> **Task prompt**:
What lines of the listing include the string "that"? Show them all.

> **Supplied information**:
┄┄┄┄┄┄┄┄┄┄┄┄┄┄┄┄┄┄┄┄

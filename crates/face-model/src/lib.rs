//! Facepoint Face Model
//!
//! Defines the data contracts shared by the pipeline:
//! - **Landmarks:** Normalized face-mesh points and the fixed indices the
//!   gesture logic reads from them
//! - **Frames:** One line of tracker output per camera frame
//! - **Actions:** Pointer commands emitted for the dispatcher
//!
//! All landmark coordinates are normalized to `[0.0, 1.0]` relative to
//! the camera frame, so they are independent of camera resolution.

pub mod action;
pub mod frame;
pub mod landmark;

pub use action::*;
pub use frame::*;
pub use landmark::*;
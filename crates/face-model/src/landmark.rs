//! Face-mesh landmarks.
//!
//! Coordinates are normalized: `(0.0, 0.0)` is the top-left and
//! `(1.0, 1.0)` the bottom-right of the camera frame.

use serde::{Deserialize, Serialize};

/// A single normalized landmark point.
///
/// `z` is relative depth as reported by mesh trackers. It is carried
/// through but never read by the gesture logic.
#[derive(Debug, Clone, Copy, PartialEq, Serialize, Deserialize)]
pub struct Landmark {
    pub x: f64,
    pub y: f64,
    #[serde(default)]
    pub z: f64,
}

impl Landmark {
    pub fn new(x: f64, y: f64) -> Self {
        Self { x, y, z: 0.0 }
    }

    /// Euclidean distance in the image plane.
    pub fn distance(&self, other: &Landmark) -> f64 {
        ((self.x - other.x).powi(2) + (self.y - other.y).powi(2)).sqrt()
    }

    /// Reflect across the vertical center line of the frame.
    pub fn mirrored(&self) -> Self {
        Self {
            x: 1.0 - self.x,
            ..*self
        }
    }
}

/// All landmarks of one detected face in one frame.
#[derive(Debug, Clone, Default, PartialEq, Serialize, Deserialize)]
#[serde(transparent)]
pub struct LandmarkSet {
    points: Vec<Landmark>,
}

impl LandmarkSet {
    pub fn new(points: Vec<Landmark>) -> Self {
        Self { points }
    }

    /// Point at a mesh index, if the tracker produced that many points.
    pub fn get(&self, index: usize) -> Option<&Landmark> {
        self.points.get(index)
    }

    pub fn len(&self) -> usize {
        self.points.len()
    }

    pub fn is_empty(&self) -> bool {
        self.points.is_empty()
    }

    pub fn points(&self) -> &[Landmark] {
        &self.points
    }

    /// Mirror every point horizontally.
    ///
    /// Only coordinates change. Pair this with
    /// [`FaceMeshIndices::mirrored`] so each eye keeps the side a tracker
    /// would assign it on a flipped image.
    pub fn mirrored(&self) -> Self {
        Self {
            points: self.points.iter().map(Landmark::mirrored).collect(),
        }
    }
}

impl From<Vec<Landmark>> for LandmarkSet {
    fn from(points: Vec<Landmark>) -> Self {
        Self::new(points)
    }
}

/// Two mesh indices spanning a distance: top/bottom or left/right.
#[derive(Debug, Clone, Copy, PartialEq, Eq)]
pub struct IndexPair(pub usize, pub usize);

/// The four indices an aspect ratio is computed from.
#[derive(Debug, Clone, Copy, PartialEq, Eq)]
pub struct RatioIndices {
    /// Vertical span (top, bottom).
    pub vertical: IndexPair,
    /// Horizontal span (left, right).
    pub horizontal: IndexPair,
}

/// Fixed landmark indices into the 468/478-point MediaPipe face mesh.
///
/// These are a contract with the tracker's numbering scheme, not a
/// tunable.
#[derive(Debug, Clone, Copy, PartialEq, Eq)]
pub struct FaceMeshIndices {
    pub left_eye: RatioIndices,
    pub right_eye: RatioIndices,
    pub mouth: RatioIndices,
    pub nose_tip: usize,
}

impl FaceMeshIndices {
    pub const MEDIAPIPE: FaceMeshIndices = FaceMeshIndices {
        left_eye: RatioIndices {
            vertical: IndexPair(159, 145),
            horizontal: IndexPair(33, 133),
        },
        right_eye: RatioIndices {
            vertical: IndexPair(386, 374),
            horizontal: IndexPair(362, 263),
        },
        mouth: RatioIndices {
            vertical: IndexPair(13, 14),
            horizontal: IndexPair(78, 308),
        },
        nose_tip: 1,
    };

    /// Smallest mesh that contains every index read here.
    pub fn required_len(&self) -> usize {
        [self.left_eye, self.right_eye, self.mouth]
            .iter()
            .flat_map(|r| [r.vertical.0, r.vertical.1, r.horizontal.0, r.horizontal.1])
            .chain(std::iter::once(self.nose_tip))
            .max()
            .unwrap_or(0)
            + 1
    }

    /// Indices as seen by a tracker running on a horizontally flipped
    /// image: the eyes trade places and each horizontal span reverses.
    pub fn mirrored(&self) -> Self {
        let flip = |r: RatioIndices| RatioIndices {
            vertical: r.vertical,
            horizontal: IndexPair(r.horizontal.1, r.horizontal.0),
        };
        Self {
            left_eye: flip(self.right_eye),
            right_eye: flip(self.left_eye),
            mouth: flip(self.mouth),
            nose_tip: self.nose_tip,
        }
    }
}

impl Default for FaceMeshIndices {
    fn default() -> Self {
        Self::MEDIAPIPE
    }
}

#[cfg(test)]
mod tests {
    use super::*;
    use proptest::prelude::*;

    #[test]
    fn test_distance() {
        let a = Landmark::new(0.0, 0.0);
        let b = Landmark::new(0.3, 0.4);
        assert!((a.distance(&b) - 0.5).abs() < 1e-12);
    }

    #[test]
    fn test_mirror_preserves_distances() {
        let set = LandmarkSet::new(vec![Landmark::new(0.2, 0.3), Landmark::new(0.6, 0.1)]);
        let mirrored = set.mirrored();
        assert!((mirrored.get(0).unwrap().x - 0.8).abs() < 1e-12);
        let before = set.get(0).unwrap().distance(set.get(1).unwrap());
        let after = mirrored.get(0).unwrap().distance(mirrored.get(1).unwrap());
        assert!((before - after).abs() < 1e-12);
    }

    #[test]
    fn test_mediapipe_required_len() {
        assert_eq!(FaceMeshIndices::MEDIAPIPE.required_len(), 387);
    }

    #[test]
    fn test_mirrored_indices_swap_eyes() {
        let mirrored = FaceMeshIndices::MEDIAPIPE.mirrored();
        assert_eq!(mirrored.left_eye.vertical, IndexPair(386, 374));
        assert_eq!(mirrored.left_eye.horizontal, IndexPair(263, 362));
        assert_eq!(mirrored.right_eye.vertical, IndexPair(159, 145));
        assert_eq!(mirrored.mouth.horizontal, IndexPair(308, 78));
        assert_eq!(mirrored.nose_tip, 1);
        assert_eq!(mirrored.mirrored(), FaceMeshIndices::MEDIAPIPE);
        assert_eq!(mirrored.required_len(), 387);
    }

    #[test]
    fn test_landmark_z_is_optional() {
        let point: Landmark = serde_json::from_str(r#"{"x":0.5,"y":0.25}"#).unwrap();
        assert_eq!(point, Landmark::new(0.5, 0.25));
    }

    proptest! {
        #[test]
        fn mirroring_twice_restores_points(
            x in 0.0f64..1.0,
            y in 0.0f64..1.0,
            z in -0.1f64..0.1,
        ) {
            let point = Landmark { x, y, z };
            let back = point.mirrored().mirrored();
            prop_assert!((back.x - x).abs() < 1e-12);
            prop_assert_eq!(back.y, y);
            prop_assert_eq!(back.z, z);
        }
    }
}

┄┄┄┄┄┄┄┄┄┄┄┄┄┄┄┄┄┄┄┄

> **Output of the task**:
    /// Point at a mesh index, if the tracker produced that many points.
    /// Smallest mesh that contains every index read here.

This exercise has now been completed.